A windlass and bucket were hastily procured, and rigged up: and one, more adventurous than his neighbours, volunteered to descend. They let him down about twenty feet, until he reached the bottom, which he declared to be completely covered by a large barrel, upon which he found firm footing. At this time the noise had ceased; and the new comers were disposed to question the truth of what had been told them. But those who had first reached the place stoutly and angrily reasserted the reality of what they had heard. The first explorer had been drawn up almost to the top, when the groans were renewed, to the discomfiture of the sceptics and the dismay of some of the bystanders.

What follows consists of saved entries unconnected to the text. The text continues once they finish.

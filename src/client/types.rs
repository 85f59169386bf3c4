//! Upstream TKE and Auto Scaling types.
//!
//! The wire structs mirror the cloud API, where nearly every field is
//! nullable. Each has a `decode` step producing a typed view. A field the
//! reconciler cannot work without fails with `CloudError::MissingField`
//! instead of being defaulted.

use std::fmt;

use serde::{Deserialize, Serialize};

use super::error::CloudError;

/// Upstream cluster status.
#[derive(Clone, Debug, PartialEq, Eq)]
pub enum ClusterStatus {
    Running,
    Creating,
    Idling,
    Abnormal,
    /// Any status this operator does not act on, kept verbatim.
    Other(String),
}

impl ClusterStatus {
    pub fn parse(value: &str) -> Self {
        match value {
            "Running" => ClusterStatus::Running,
            "Creating" => ClusterStatus::Creating,
            "Idling" => ClusterStatus::Idling,
            "Abnormal" => ClusterStatus::Abnormal,
            other => ClusterStatus::Other(other.to_string()),
        }
    }
}

impl fmt::Display for ClusterStatus {
    fn fmt(&self, f: &mut fmt::Formatter<'_>) -> fmt::Result {
        match self {
            ClusterStatus::Running => write!(f, "Running"),
            ClusterStatus::Creating => write!(f, "Creating"),
            ClusterStatus::Idling => write!(f, "Idling"),
            ClusterStatus::Abnormal => write!(f, "Abnormal"),
            ClusterStatus::Other(s) => write!(f, "{}", s),
        }
    }
}

/// Life state of an upstream node pool.
#[derive(Clone, Debug, PartialEq, Eq)]
pub enum NodePoolLifeState {
    Creating,
    Normal,
    Updating,
    Deleting,
    Deleted,
    Other(String),
}

impl NodePoolLifeState {
    pub fn parse(value: &str) -> Self {
        match value {
            "creating" => NodePoolLifeState::Creating,
            "normal" => NodePoolLifeState::Normal,
            "updating" => NodePoolLifeState::Updating,
            "deleting" => NodePoolLifeState::Deleting,
            "deleted" => NodePoolLifeState::Deleted,
            other => NodePoolLifeState::Other(other.to_string()),
        }
    }

    /// Whether an upstream operation on the pool is still running.
    pub fn is_transitional(&self) -> bool {
        matches!(
            self,
            NodePoolLifeState::Creating | NodePoolLifeState::Updating | NodePoolLifeState::Deleting
        )
    }
}

impl fmt::Display for NodePoolLifeState {
    fn fmt(&self, f: &mut fmt::Formatter<'_>) -> fmt::Result {
        match self {
            NodePoolLifeState::Creating => write!(f, "creating"),
            NodePoolLifeState::Normal => write!(f, "normal"),
            NodePoolLifeState::Updating => write!(f, "updating"),
            NodePoolLifeState::Deleting => write!(f, "deleting"),
            NodePoolLifeState::Deleted => write!(f, "deleted"),
            NodePoolLifeState::Other(s) => write!(f, "{}", s),
        }
    }
}

/// Status of the cluster API endpoint.
#[derive(Clone, Debug, PartialEq, Eq)]
pub enum EndpointStatus {
    Created,
    Creating,
    NotFound,
    Other(String),
}

impl EndpointStatus {
    pub fn parse(value: &str) -> Self {
        match value {
            "Created" => EndpointStatus::Created,
            "Creating" => EndpointStatus::Creating,
            "NotFound" => EndpointStatus::NotFound,
            other => EndpointStatus::Other(other.to_string()),
        }
    }
}

/// State of a cluster instance.
#[derive(Clone, Debug, PartialEq, Eq)]
pub enum InstanceState {
    Running,
    Initializing,
    Failed,
    Other(String),
}

impl InstanceState {
    pub fn parse(value: &str) -> Self {
        match value {
            "running" => InstanceState::Running,
            "initializing" => InstanceState::Initializing,
            "failed" => InstanceState::Failed,
            other => InstanceState::Other(other.to_string()),
        }
    }
}

// ============================================================================
// Wire types
// ============================================================================

#[derive(Clone, Debug, Default, Deserialize, Serialize, PartialEq)]
#[serde(rename_all = "PascalCase")]
pub struct Tag {
    pub key: Option<String>,
    pub value: Option<String>,
}

#[derive(Clone, Debug, Default, Deserialize, Serialize, PartialEq)]
#[serde(rename_all = "PascalCase")]
pub struct TagSpecification {
    pub resource_type: Option<String>,
    pub tags: Option<Vec<Tag>>,
}

#[derive(Clone, Debug, Default, Deserialize, Serialize, PartialEq)]
#[serde(rename_all = "PascalCase")]
pub struct Label {
    pub name: Option<String>,
    pub value: Option<String>,
}

#[derive(Clone, Debug, Default, Deserialize, Serialize, PartialEq)]
#[serde(rename_all = "PascalCase")]
pub struct Taint {
    pub key: Option<String>,
    pub value: Option<String>,
    #[serde(skip_serializing_if = "Option::is_none")]
    pub effect: Option<String>,
}

#[derive(Clone, Debug, Default, Deserialize, Serialize, PartialEq)]
#[serde(rename_all = "PascalCase")]
pub struct ClusterNetworkSettings {
    #[serde(rename = "ClusterCIDR")]
    pub cluster_cidr: Option<String>,
    #[serde(rename = "IgnoreClusterCIDRConflict")]
    pub ignore_cluster_cidr_conflict: Option<bool>,
    pub max_node_pod_num: Option<i64>,
    pub max_cluster_service_num: Option<i64>,
    pub ipvs: Option<bool>,
    pub vpc_id: Option<String>,
    pub cni: Option<bool>,
    pub kube_proxy_mode: Option<String>,
    #[serde(rename = "ServiceCIDR")]
    pub service_cidr: Option<String>,
    pub subnets: Option<Vec<String>>,
    #[serde(rename = "IgnoreServiceCIDRConflict")]
    pub ignore_service_cidr_conflict: Option<bool>,
    pub is_dual_stack: Option<bool>,
    pub cilium_mode: Option<String>,
}

/// A cluster as returned by `DescribeClusters`.
#[derive(Clone, Debug, Default, Deserialize, Serialize, PartialEq)]
#[serde(rename_all = "PascalCase")]
pub struct RemoteCluster {
    pub cluster_id: Option<String>,
    pub cluster_name: Option<String>,
    pub cluster_description: Option<String>,
    pub cluster_version: Option<String>,
    pub cluster_os: Option<String>,
    pub cluster_type: Option<String>,
    pub cluster_network_settings: Option<ClusterNetworkSettings>,
    pub project_id: Option<i64>,
    pub tag_specification: Option<Vec<TagSpecification>>,
    pub cluster_status: Option<String>,
    pub os_customize_type: Option<String>,
    pub container_runtime: Option<String>,
    pub deletion_protection: Option<bool>,
    pub cluster_level: Option<String>,
    pub auto_upgrade_cluster_level: Option<bool>,
    #[serde(rename = "QGPUShareEnable")]
    pub qgpu_share_enable: Option<bool>,
    pub runtime_version: Option<String>,
}

/// A node pool as returned by `DescribeClusterNodePools`.
#[derive(Clone, Debug, Default, Deserialize, Serialize, PartialEq)]
#[serde(rename_all = "PascalCase")]
pub struct RemoteNodePool {
    pub node_pool_id: Option<String>,
    pub name: Option<String>,
    pub cluster_instance_id: Option<String>,
    pub life_state: Option<String>,
    pub launch_configuration_id: Option<String>,
    pub autoscaling_group_id: Option<String>,
    pub labels: Option<Vec<Label>>,
    pub taints: Option<Vec<Taint>>,
    pub node_pool_os: Option<String>,
    pub os_customize_type: Option<String>,
    pub tags: Option<Vec<Tag>>,
    pub deletion_protection: Option<bool>,
    pub max_nodes_num: Option<i64>,
    pub min_nodes_num: Option<i64>,
    pub desired_nodes_num: Option<i64>,
}

/// An Auto Scaling group as returned by `DescribeAutoScalingGroups`.
#[derive(Clone, Debug, Default, Deserialize, Serialize, PartialEq)]
#[serde(rename_all = "PascalCase")]
pub struct AutoScalingGroup {
    pub auto_scaling_group_id: Option<String>,
    pub auto_scaling_group_name: Option<String>,
    pub max_size: Option<i64>,
    pub min_size: Option<i64>,
    pub desired_capacity: Option<i64>,
    pub vpc_id: Option<String>,
    pub subnet_id_set: Option<Vec<String>>,
}

#[derive(Clone, Debug, Default, Deserialize, Serialize, PartialEq)]
#[serde(rename_all = "PascalCase")]
pub struct RemoteDisk {
    pub disk_type: Option<String>,
    pub disk_size: Option<i64>,
}

#[derive(Clone, Debug, Default, Deserialize, Serialize, PartialEq)]
#[serde(rename_all = "PascalCase")]
pub struct InternetAccessible {
    pub internet_charge_type: Option<String>,
    pub internet_max_bandwidth_out: Option<i64>,
    pub public_ip_assigned: Option<bool>,
}

#[derive(Clone, Debug, Default, Deserialize, Serialize, PartialEq)]
#[serde(rename_all = "PascalCase")]
pub struct LoginSettings {
    pub key_ids: Option<Vec<String>>,
}

/// A launch configuration as returned by `DescribeLaunchConfigurations`.
#[derive(Clone, Debug, Default, Deserialize, Serialize, PartialEq)]
#[serde(rename_all = "PascalCase")]
pub struct LaunchConfiguration {
    pub launch_configuration_id: Option<String>,
    pub launch_configuration_name: Option<String>,
    pub instance_type: Option<String>,
    pub system_disk: Option<RemoteDisk>,
    pub internet_accessible: Option<InternetAccessible>,
    pub data_disks: Option<Vec<RemoteDisk>>,
    pub login_settings: Option<LoginSettings>,
    pub security_group_ids: Option<Vec<String>>,
    pub instance_charge_type: Option<String>,
}

/// A cluster instance as returned by `DescribeClusterInstances`.
#[derive(Clone, Debug, Default, Deserialize, Serialize, PartialEq)]
#[serde(rename_all = "PascalCase")]
pub struct RemoteInstance {
    pub instance_id: Option<String>,
    pub instance_role: Option<String>,
    pub instance_state: Option<String>,
    pub node_pool_id: Option<String>,
}

// ============================================================================
// Decoded views
// ============================================================================

fn required<T: Clone>(
    value: &Option<T>,
    resource: &'static str,
    field: &'static str,
) -> Result<T, CloudError> {
    value
        .clone()
        .ok_or(CloudError::MissingField { resource, field })
}

/// Identity and status of an upstream cluster.
#[derive(Clone, Debug, PartialEq)]
pub struct ClusterSummary {
    pub cluster_id: String,
    pub status: ClusterStatus,
}

impl RemoteCluster {
    pub fn decode(&self) -> Result<ClusterSummary, CloudError> {
        Ok(ClusterSummary {
            cluster_id: required(&self.cluster_id, "Cluster", "ClusterId")?,
            status: ClusterStatus::parse(&required(
                &self.cluster_status,
                "Cluster",
                "ClusterStatus",
            )?),
        })
    }
}

/// The parts of a node pool the reconciler keys on.
#[derive(Clone, Debug, PartialEq)]
pub struct NodePoolSummary {
    pub node_pool_id: String,
    pub life_state: NodePoolLifeState,
    pub autoscaling_group_id: String,
    pub launch_configuration_id: String,
}

impl RemoteNodePool {
    pub fn decode(&self) -> Result<NodePoolSummary, CloudError> {
        Ok(NodePoolSummary {
            node_pool_id: required(&self.node_pool_id, "NodePool", "NodePoolId")?,
            life_state: NodePoolLifeState::parse(&required(
                &self.life_state,
                "NodePool",
                "LifeState",
            )?),
            autoscaling_group_id: required(
                &self.autoscaling_group_id,
                "NodePool",
                "AutoscalingGroupId",
            )?,
            launch_configuration_id: required(
                &self.launch_configuration_id,
                "NodePool",
                "LaunchConfigurationId",
            )?,
        })
    }
}

#[derive(Clone, Copy, Debug, PartialEq, Eq)]
pub struct GroupSizes {
    pub min_size: i64,
    pub max_size: i64,
    pub desired_capacity: i64,
}

impl AutoScalingGroup {
    pub fn decode(&self) -> Result<GroupSizes, CloudError> {
        Ok(GroupSizes {
            min_size: required(&self.min_size, "AutoScalingGroup", "MinSize")?,
            max_size: required(&self.max_size, "AutoScalingGroup", "MaxSize")?,
            desired_capacity: required(
                &self.desired_capacity,
                "AutoScalingGroup",
                "DesiredCapacity",
            )?,
        })
    }
}

impl LaunchConfiguration {
    /// Instance type, the only field pool drift cannot do without.
    pub fn decode(&self) -> Result<String, CloudError> {
        required(&self.instance_type, "LaunchConfiguration", "InstanceType")
    }
}

impl RemoteInstance {
    pub fn state(&self) -> InstanceState {
        InstanceState::parse(self.instance_state.as_deref().unwrap_or_default())
    }
}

Dark hints were conveyed in smothered whispers from one to another. A few were observed to steal out of the circle, and silently move off towards their homes. None showed any particular inclination to repeat the descent in their own persons. But, at last, two or three more resolute than the rest, determined, "at all hazards and to the last extremity," to know what was beneath the barrel. A pair of shears was sent for, such as are used for hoisting heavy packages into warehouses. Another descent was made, and in spite of groans that might have shaken the nerves of Pilgrim himself, the shears were securely hitched on either side of the barrel. Several pair of strong arms were applied to the windlass, but all their efforts proved fruitless for a time. It seemed as if the barrel had been anchored to the rock-fast foundations of the earth. At last, however, it yielded a little; and with a slow, interrupted motion, and a harsh, scraping sound, an empty barrel with no heading was detached from its fastenings, and then brought up rapidly to the top. Once more a daring fellow went down, armed to the teeth, after giving repeated injunctions to his assistants to turn very slowly, and hold on hard. He encountered at the bottom a formidable animal indeed, at least in such a situation.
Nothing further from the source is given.